• **Exercise requirements**
This task calls for printing every entry exactly.

- - - - -

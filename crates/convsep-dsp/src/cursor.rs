//! Window start positions shared by batching and reconstruction.
//!
//! Both [`batch`](crate::batch::batch) and
//! [`reconstruct`](crate::overlap_add::reconstruct) walk the same cursor:
//! start at frame 0 and advance by `time_context - overlap` while
//! `start + time_context < total_frames`. Keeping that rule in one place is
//! what guarantees the two stages agree on how many windows exist and where
//! each one starts.

use convsep_spec::TailMode;

use crate::error::{DspError, DspResult};

/// Checks the window geometry shared by every cursor consumer.
pub(crate) fn check_geometry(time_context: usize, overlap: usize) -> DspResult<()> {
    if time_context == 0 {
        return Err(DspError::invalid_param(
            "time_context",
            "time_context must be at least 1",
        ));
    }
    if overlap >= time_context {
        return Err(DspError::invalid_param(
            "overlap",
            format!(
                "overlap ({}) must be smaller than time_context ({})",
                overlap, time_context
            ),
        ));
    }
    Ok(())
}

/// Start frame of every window carved out of `total_frames` frames.
///
/// With [`TailMode::Drop`] a window is emitted while
/// `start + time_context < total_frames`. With [`TailMode::Pad`] one more
/// window follows so that the last frame is carried too. Either mode yields
/// no windows when `total_frames <= time_context`.
///
/// # Example
/// ```
/// use convsep_dsp::cursor::window_starts;
/// use convsep_spec::TailMode;
///
/// let starts = window_starts(80, 30, 15, TailMode::Drop).unwrap();
/// assert_eq!(starts, vec![0, 15, 30, 45]);
///
/// let starts = window_starts(80, 30, 15, TailMode::Pad).unwrap();
/// assert_eq!(starts, vec![0, 15, 30, 45, 60]);
/// ```
pub fn window_starts(
    total_frames: usize,
    time_context: usize,
    overlap: usize,
    tail: TailMode,
) -> DspResult<Vec<usize>> {
    check_geometry(time_context, overlap)?;
    let stride = time_context - overlap;

    let mut starts = Vec::new();
    let mut start = 0;
    while start + time_context < total_frames {
        starts.push(start);
        start += stride;
    }

    if tail == TailMode::Pad && !starts.is_empty() {
        starts.push(start);
    }

    Ok(starts)
}

/// Number of windows [`window_starts`] yields, computed in closed form.
pub fn chunk_count(
    total_frames: usize,
    time_context: usize,
    overlap: usize,
    tail: TailMode,
) -> DspResult<usize> {
    check_geometry(time_context, overlap)?;
    if total_frames <= time_context {
        return Ok(0);
    }

    let stride = time_context - overlap;
    let count = (total_frames - time_context).div_ceil(stride);
    Ok(match tail {
        TailMode::Drop => count,
        TailMode::Pad => count + 1,
    })
}

/// Start frame of window `index` for a given geometry.
pub fn window_start(index: usize, time_context: usize, overlap: usize) -> usize {
    index * (time_context - overlap)
}

/// Length of the reconstruction buffer for `chunk_count` windows.
pub fn output_length(chunk_count: usize, time_context: usize, overlap: usize) -> usize {
    chunk_count * (time_context - overlap) + time_context
}

#[cfg(test)]
mod tests {
    use super::*;

    #[test]
    fn test_drop_mode_stops_before_last_frame() {
        // 45 + 30 = 75 < 76, 60 + 30 = 90 is not
        assert_eq!(
            window_starts(76, 30, 15, TailMode::Drop).unwrap(),
            vec![0, 15, 30, 45]
        );
        // Exactly 60 frames: the window at 30 would end on the boundary.
        assert_eq!(
            window_starts(60, 30, 15, TailMode::Drop).unwrap(),
            vec![0, 15]
        );
    }

    #[test]
    fn test_no_windows_when_too_short() {
        for total in [0, 1, 29, 30] {
            assert!(window_starts(total, 30, 15, TailMode::Drop)
                .unwrap()
                .is_empty());
            assert!(window_starts(total, 30, 15, TailMode::Pad)
                .unwrap()
                .is_empty());
            assert_eq!(chunk_count(total, 30, 15, TailMode::Pad).unwrap(), 0);
        }
    }

    #[test]
    fn test_single_window_boundary() {
        assert_eq!(window_starts(31, 30, 15, TailMode::Drop).unwrap(), vec![0]);
        assert_eq!(
            window_starts(31, 30, 15, TailMode::Pad).unwrap(),
            vec![0, 15]
        );
    }

    #[test]
    fn test_zero_overlap_tiles() {
        assert_eq!(
            window_starts(25, 5, 0, TailMode::Drop).unwrap(),
            vec![0, 5, 10, 15]
        );
    }

    #[test]
    fn test_closed_form_matches_walk() {
        for total in 0..120 {
            for time_context in 1..12 {
                for overlap in 0..time_context {
                    for tail in [TailMode::Drop, TailMode::Pad] {
                        let walked = window_starts(total, time_context, overlap, tail).unwrap();
                        let counted = chunk_count(total, time_context, overlap, tail).unwrap();
                        assert_eq!(
                            walked.len(),
                            counted,
                            "total {} tc {} ov {} {:?}",
                            total,
                            time_context,
                            overlap,
                            tail
                        );
                        for (i, &s) in walked.iter().enumerate() {
                            assert_eq!(s, window_start(i, time_context, overlap));
                        }
                    }
                }
            }
        }
    }

    #[test]
    fn test_pad_mode_covers_every_frame() {
        for total in 31..200 {
            let starts = window_starts(total, 30, 12, TailMode::Pad).unwrap();
            let last = *starts.last().unwrap();
            assert!(last + 30 >= total, "total {} last {}", total, last);
        }
    }

    #[test]
    fn test_invalid_geometry() {
        assert!(window_starts(100, 0, 0, TailMode::Drop).is_err());
        assert!(window_starts(100, 10, 10, TailMode::Drop).is_err());
        assert!(chunk_count(100, 10, 11, TailMode::Pad).is_err());
    }

    #[test]
    fn test_output_length() {
        assert_eq!(output_length(4, 30, 15), 90);
        assert_eq!(output_length(0, 30, 15), 30);
    }
}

- - - - -

• **Written response**
filename crates/convsep-dsp/src/cursor.rs
//! Window start positions shared by batching and reconstruction.
//!
//! Both [`batch`](crate::batch::batch) and
//! [`reconstruct`](crate::overlap_add::reconstruct) walk the same cursor:
//! start at frame 0 and advance by `time_context - overlap` while
//! `start + time_context < total_frames`. Keeping that rule in one place is
//! what guarantees the two stages agree on how many windows exist and where
//! each one starts.

use convsep_spec::TailMode;

use crate::error::{DspError, DspResult};

/// Checks the window geometry shared by every cursor consumer.
pub(crate) fn check_geometry(time_context: usize, overlap: usize) -> DspResult<()> {
    if time_context == 0 {
        return Err(DspError::invalid_param(
            "time_context",
            "time_context must be at least 1",
        ));
    }
    if overlap >= time_context {
        return Err(DspError::invalid_param(
            "overlap",
            format!(
                "overlap ({}) must be smaller than time_context ({})",
                overlap, time_context
            ),
        ));
    }
    Ok(())
}

/// Start frame of every window carved out of `total_frames` frames.
///
/// With [`TailMode::Drop`] a window is emitted while
/// `start + time_context < total_frames`. With [`TailMode::Pad`] one more
/// window follows so that the last frame is carried too. Either mode yields
/// no windows when `total_frames <= time_context`.
///
/// # Example
/// ```
/// use convsep_dsp::cursor::window_starts;
/// use convsep_spec::TailMode;
///
/// let starts = window_starts(80, 30, 15, TailMode::Drop).unwrap();
/// assert_eq!(starts, vec![0, 15, 30, 45]);
///
/// let starts = window_starts(80, 30, 15, TailMode::Pad).unwrap();
/// assert_eq!(starts, vec![0, 15, 30, 45, 60]);
/// ```
pub fn window_starts(
    total_frames: usize,
    time_context: usize,
    overlap: usize,
    tail: TailMode,
) -> DspResult<Vec<usize>> {
    check_geometry(time_context, overlap)?;
    let stride = time_context - overlap;

    let mut starts = Vec::new();
    let mut start = 0;
    while start + time_context < total_frames {
        starts.push(start);
        start += stride;
    }

    if tail == TailMode::Pad && !starts.is_empty() {
        starts.push(start);
    }

    Ok(starts)
}

/// Number of windows [`window_starts`] yields, computed in closed form.
pub fn chunk_count(
    total_frames: usize,
    time_context: usize,
    overlap: usize,
    tail: TailMode,
) -> DspResult<usize> {
    check_geometry(time_context, overlap)?;
    if total_frames <= time_context {
        return Ok(0);
    }

    let stride = time_context - overlap;
    let count = (total_frames - time_context).div_ceil(stride);
    Ok(match tail {
        TailMode::Drop => count,
        TailMode::Pad => count + 1,
    })
}

/// Start frame of window `index` for a given geometry.
pub fn window_start(index: usize, time_context: usize, overlap: usize) -> usize {
    index * (time_context - overlap)
}

/// Length of the reconstruction buffer for `chunk_count` windows.
pub fn output_length(chunk_count: usize, time_context: usize, overlap: usize) -> usize {
    chunk_count * (time_context - overlap) + time_context
}

#[cfg(test)]
mod tests {
    use super::*;

    #[test]
    fn test_drop_mode_stops_before_last_frame() {
        // 45 + 30 = 75 < 76, 60 + 30 = 90 is not
        assert_eq!(
            window_starts(76, 30, 15, TailMode::Drop).unwrap(),
            vec![0, 15, 30, 45]
        );
        // Exactly 60 frames: the window at 30 would end on the boundary.
        assert_eq!(
            window_starts(60, 30, 15, TailMode::Drop).unwrap(),
            vec![0, 15]
        );
    }

    #[test]
    fn test_no_windows_when_too_short() {
        for total in [0, 1, 29, 30] {
            assert!(window_starts(total, 30, 15, TailMode::Drop)
                .unwrap()
                .is_empty());
            assert!(window_starts(total, 30, 15, TailMode::Pad)
                .unwrap()
                .is_empty());
            assert_eq!(chunk_count(total, 30, 15, TailMode::Pad).unwrap(), 0);
        }
    }

    #[test]
    fn test_single_window_boundary() {
        assert_eq!(window_starts(31, 30, 15, TailMode::Drop).unwrap(), vec![0]);
        assert_eq!(
            window_starts(31, 30, 15, TailMode::Pad).unwrap(),
            vec![0, 15]
        );
    }

    #[test]
    fn test_zero_overlap_tiles() {
        assert_eq!(
            window_starts(25, 5, 0, TailMode::Drop).unwrap(),
            vec![0, 5, 10, 15]
        );
    }

    #[test]
    fn test_closed_form_matches_walk() {
        for total in 0..120 {
            for time_context in 1..12 {
                for overlap in 0..time_context {
                    for tail in [TailMode::Drop, TailMode::Pad] {
                        let walked = window_starts(total, time_context, overlap, tail).unwrap();
                        let counted = chunk_count(total, time_context, overlap, tail).unwrap();
                        assert_eq!(
                            walked.len(),
                            counted,
                            "total {} tc {} ov {} {:?}",
                            total,
                            time_context,
                            overlap,
                            tail
                        );
                        for (i, &s) in walked.iter().enumerate() {
                            assert_eq!(s, window_start(i, time_context, overlap));
                        }
                    }
                }
            }
        }
    }

    #[test]
    fn test_pad_mode_covers_every_frame() {
        for total in 31..200 {
            let starts = window_starts(total, 30, 12, TailMode::Pad).unwrap();
            let last = *starts.last().unwrap();
            assert!(last + 30 >= total, "total {} last {}", total, last);
        }
    }

    #[test]
    fn test_invalid_geometry() {
        assert!(window_starts(100, 0, 0, TailMode::Drop).is_err());
        assert!(window_starts(100, 10, 10, TailMode::Drop).is_err());
        assert!(chunk_count(100, 10, 11, TailMode::Pad).is_err());
    }

    #[test]
    fn test_output_length() {
        assert_eq!(output_length(4, 30, 15), 90);
        assert_eq!(output_length(0, 30, 15), 30);
    }
}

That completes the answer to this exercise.